Dinosaur Foot Prints!
Hunt for Dinosaur Footprints This Summer
What are Dinosaur Footprints and How Do We Find Them?
Dinosaur Footprints - trace fossils were formed Millions of years ago when, dinosaurs walked or ran through wet soil. that over millions of years hardened into sedimentary rock. Then weathering and geological forces gradually revealed the buried tracks, leaving a valuable record for Paleontologists about dinosaur behaviour.
1. The Isle of Skye
The Isle of Skye is famous for its extensive dinosaur tracks and footprints. The majority of the prints located at Staffin represent the movement of large Ornithischian dinosaurs (Ornithopods). These trace fossils and others like them on the island, are helping palaeontologists to learn more about the different types of dinosaur that roamed this part of Europe some 165 million-years-ago.
Isle of Wight
2. Fairlight Cove, East Sussex
The beech at Fairlight Cove features the Ashdown Formation, an exciting sandstone layer featuring dinosaur bones and dinosaur footprints, including carnivorous and herbivorous species. These dinosaurs would have grazed and hunted respectively along the river and lake sides, leaving their footprints in the sediment. The area features theropod & Iguanodon dinosaur footprints!

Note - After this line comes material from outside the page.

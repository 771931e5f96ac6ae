//! Request messages sent to a single peer.

mod handover;

pub use handover::{AskHandoverRequest, CheckHandoverRequest, StartHandoverRequest};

3. The Jurassic North Yorkshire Coast
The best place to look for dinosaur footprints is Burniston Bay near Scarborough; follow the steps down to the beach and then turn left, the large sandstone blocks at the base of the small cliff sometimes have three toed footprints on the surface; the footprint bed is the layer of sandstone about 3 to 4 metres up the cliff face from which these blocks have fallen; although Burniston Bay is the easiest place to find the footprints, they can be found all along the coast Port Mulgrave & from Scarborough to Whitby. Copyright Halina King
4. Bendrick Rock, Barry, South Glamorgan
Bendrick Rock in Barry, South Glamorgan is listed as a Site of Special Scientific Interest (SSSI) and is famous for its 220 million year old, Triassic Red Bed deposits which show remarkable dinosaur footprints and trackways.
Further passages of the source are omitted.